Tuesday was Confirmation Day in the local Catholic church. Nearly a hundred old and young were confirmed on that day. Four priests were in attendance at the impressive ceremonies, Bishop McGolrick, of Duluth, Father Maloney, of Buhl, Father Buh, of Ely and Father Ferjancich, the local priest. The house was crowded to witness the confirmation. Father Buh brought about thirty Indians from his charge at the Vermilion Lake Indian school to be confirmed.
The old Sovde building, condemned some time since by the State Fire Marshal, will soon be a thing of the past. John Oberg, who bought the building and is tearing it down, has about completed his task. He will use the salvaged lumber to build a residence on his farm east of town. Another old building that is being razed this week is the big two story structure at the rear of the new school. Years ago it was used for school purposes but later it was moved to its present location and for a time was used as a hall by the various lodges. Albert Bystrom recently bought the building from its owner, Rev. Jos. F. Buh. will use the old lumber to enlarge his boat building plant.

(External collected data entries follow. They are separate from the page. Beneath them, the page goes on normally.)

/// Rewrite the arguments of a read so the whole hierarchy of `model` is
/// fetched in one query.
///
/// `where`, `cursor` and `orderBy` are relocated. With an explicit `select`,
/// inherited fields are selected through the base relations. Otherwise every
/// base level is included upward and every sub-type downward, and inherited
/// relations in `include` move to the level that owns them.
pub fn inject_read_hierarchy(meta: &ModelMeta, model: &str, args: &Value) -> Value {
    let mut out = args.as_object().cloned().unwrap_or_default();
    for key in ["where", "cursor"] {
        if let Some(filter) = out.remove(key) {
            out.insert(key.to_string(), inject_where_hierarchy(meta, model, &filter));
        }
    }
    if let Some(order_by) = out.remove("orderBy") {
        out.insert(
            "orderBy".to_string(),
            inject_order_by_hierarchy(meta, model, &order_by),
        );
    }
    let include = out.remove("include");
    match out.remove("select") {
        Some(Value::Object(select)) => {
            out.insert(
                "select".to_string(),
                Value::Object(select_hierarchy(meta, model, &select)),
            );
        }
        _ => {
            let include = include_hierarchy(
                meta,
                model,
                include.as_ref().and_then(Value::as_object),
                true,
                true,
            );
            if !include.is_empty() {
                out.insert("include".to_string(), Value::Object(include));
            }
        }
    }
    Value::Object(out)
}

/// Fail if a write payload sets a discriminator.
pub fn reject_discriminator_writes(meta: &ModelMeta, model: &str, data: &Value) -> Result<()> {
    for item in enumerate(data) {
        let Some(map) = item.as_object() else {
            continue;
        };
        if let Some(field) = map.keys().find(|k| meta.is_discriminator(model, k)) {
            return Err(QueryError::DiscriminatorWrite {
                model: model.to_string(),
                field: field.clone(),
            }
            .into());
        }
    }
    Ok(())
}

/// Nest a create payload level by level.
///
/// Fields stored on the base, including caller-supplied ids, move into a
/// `create` under the base relation. Every discriminator on the way up is
/// set to the name of the level below it, and a concrete model's own
/// discriminator to its own name.
pub fn ensure_base_create_hierarchy(meta: &ModelMeta, model: &str, data: &Value) -> Value {
    let mut data = data.clone();
    if let (Some(info), Value::Object(map)) = (meta.model(model), &mut data) {
        if let Some(discriminator) = info.discriminator.as_ref().filter(|_| !info.is_delegate) {
            map.entry(discriminator.clone())
                .or_insert_with(|| Value::String(model.to_string()));
        }
    }
    nest_base_create(meta, model, &data)
}

fn nest_base_create(meta: &ModelMeta, model: &str, data: &Value) -> Value {
    let (Some(base), Value::Object(map)) = (meta.base_model(model), data) else {
        return data.clone();
    };
    let mut own = Map::new();
    let mut base_data = Map::new();
    for (name, value) in map {
        let base_id = meta
            .field(&base.name, name)
            .map(|f| f.is_id)
            .unwrap_or(false);
        if base_id || is_inherited(meta, model, name) {
            base_data.insert(name.clone(), value.clone());
        } else {
            own.insert(name.clone(), value.clone());
        }
    }
    if let Some(discriminator) = &base.discriminator {
        base_data.insert(discriminator.clone(), Value::String(model.to_string()));
    }
    let nested = nest_base_create(meta, &base.name, &Value::Object(base_data));
    own.insert(aux_relation_name(&base.name), json!({ "create": nested }));
    Value::Object(own)
}

/// Nest an update payload level by level.
///
/// Fields stored on a base move into an `update` under the base relation.
/// `@updatedAt` fields of every base level are stamped, so a change to
/// sub-type fields alone still bumps them.
pub fn relocate_update_hierarchy(meta: &ModelMeta, model: &str, data: &Value) -> Value {
    let (Some(base), Value::Object(map)) = (meta.base_model(model), data) else {
        return data.clone();
    };
    if map.is_empty() {
        return data.clone();
    }
    let mut own = Map::new();
    let mut base_data = Map::new();
    for (name, value) in map {
        if is_inherited(meta, model, name) {
            base_data.insert(name.clone(), value.clone());
        } else {
            own.insert(name.clone(), value.clone());
        }
    }
    for field in base.fields.values() {
        if field.has_attribute(UPDATED_AT_ATTRIBUTE) && !base_data.contains_key(&field.name) {
            base_data.insert(field.name.clone(), now());
        }
    }
    if !base_data.is_empty() {
        let nested = relocate_update_hierarchy(meta, &base.name, &Value::Object(base_data));
        own.insert(aux_relation_name(&base.name), json!({ "update": nested }));
    }
    Value::Object(own)
}

/// Whether any base level of `model` has `@updatedAt` fields.
pub fn bases_track_updates(meta: &ModelMeta, model: &str) -> bool {
    meta.base_chain(model).iter().any(|base| {
        base.fields
            .values()
            .any(|f| f.has_attribute(UPDATED_AT_ATTRIBUTE))
    })
}

/// Reject aggregation expressions over inherited fields.
///
/// Covers `_count`/`_sum`/`_avg`/`_min`/`_max` selections, the `by` of a
/// `groupBy` and the `select` of a `count`.
pub fn check_aggregation(meta: &ModelMeta, model: &str, args: &Value) -> Result<()> {
    let reject = |field: &str| -> Result<()> {
        if is_inherited(meta, model, field) {
            return Err(QueryError::InheritedAggregation {
                model: model.to_string(),
                field: field.to_string(),
            }
            .into());
        }
        Ok(())
    };
    for key in ["_count", "_sum", "_avg", "_min", "_max", "select"] {
        if let Some(Value::Object(fields)) = args.get(key) {
            for name in fields.keys() {
                reject(name)?;
            }
        }
    }
    if let Some(by) = args.get("by") {
        for name in enumerate(by).into_iter().filter_map(Value::as_str) {
            reject(name)?;
        }
    }
    Ok(())
}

Rt. Rev. Jos. F. Buh, who has been a central figure in Catholic church activities in Northern Minnesota for many years, was celebrant at solemn high mass at the Sacred Heart Cathedral Duluth, last Sunday morning. The occasion marked Father Buh’s thirtieth anniversary as vicar general of the Roman Catholic diocese of Duluth and also marked the beginning of his twenty-first year as monsignor. The kindly priest was born nearly eighty-seven years ago in that part of Austria which is now under Czecho-Slovak rule. In 1864 he came to Minnesota and for twenty years lived near Little Falls. Leaving Little Falls, he was active in church work for a few years throughout Minnesota before finally taking up his residence in Tower in 1888. He worked in various parts of the iron range until he took over the administratorship of the Duluth diocese.
A meeting was held at the Vermilion Hotel last Saturday evening to discuss plans for the dedicating of the McKinley monument. The exercises will be very Elaborate. Senator Clapp of St. Paul, Rev. Dr. Forbes and Thos. McKeon of Duluth, and Rev. Jos. F. Buh of Ely, haye been secured to speak and excursion trains will be run from Duluth and all the range towns in order that outside residents may hear the noted speakers and witness the unveiling of the first monument erected in the United States in honor of our martyred President.
Monsignor Joseph F. Buh, aged 89, vicar general of the Duluth diocese and pioneer Catholic priest in Minnesota, died early yesterday morning at St. Mary’s hospital, Duluth, where he has been ill since Sunday. The death of Monsignor Buh marks the passing of one of the best known and most charitable priests in the state and his demise is mourned by both Protestants and Catholics alike as he was a good friend to all who knew him.
For a number of years Rev. Buh was in charge of the local Catholic church and at one time edited an Austrian paper here.
Contrary to popular rumors that Father Buh left a large estate, it is found a well known fact among the reverend gentleman’s friends, that the larger part of his earthly possessions had been distributed among his relatives and worthy institutions during the years of his progressive life, according to the Ely Miner. Those who were acquainted with the venerable priest will corroborate the fact that he was recognized as one of the most benevolent and kind-hearted men in this section of the country and that he materially assisted many friends and charitable institutions with his savings.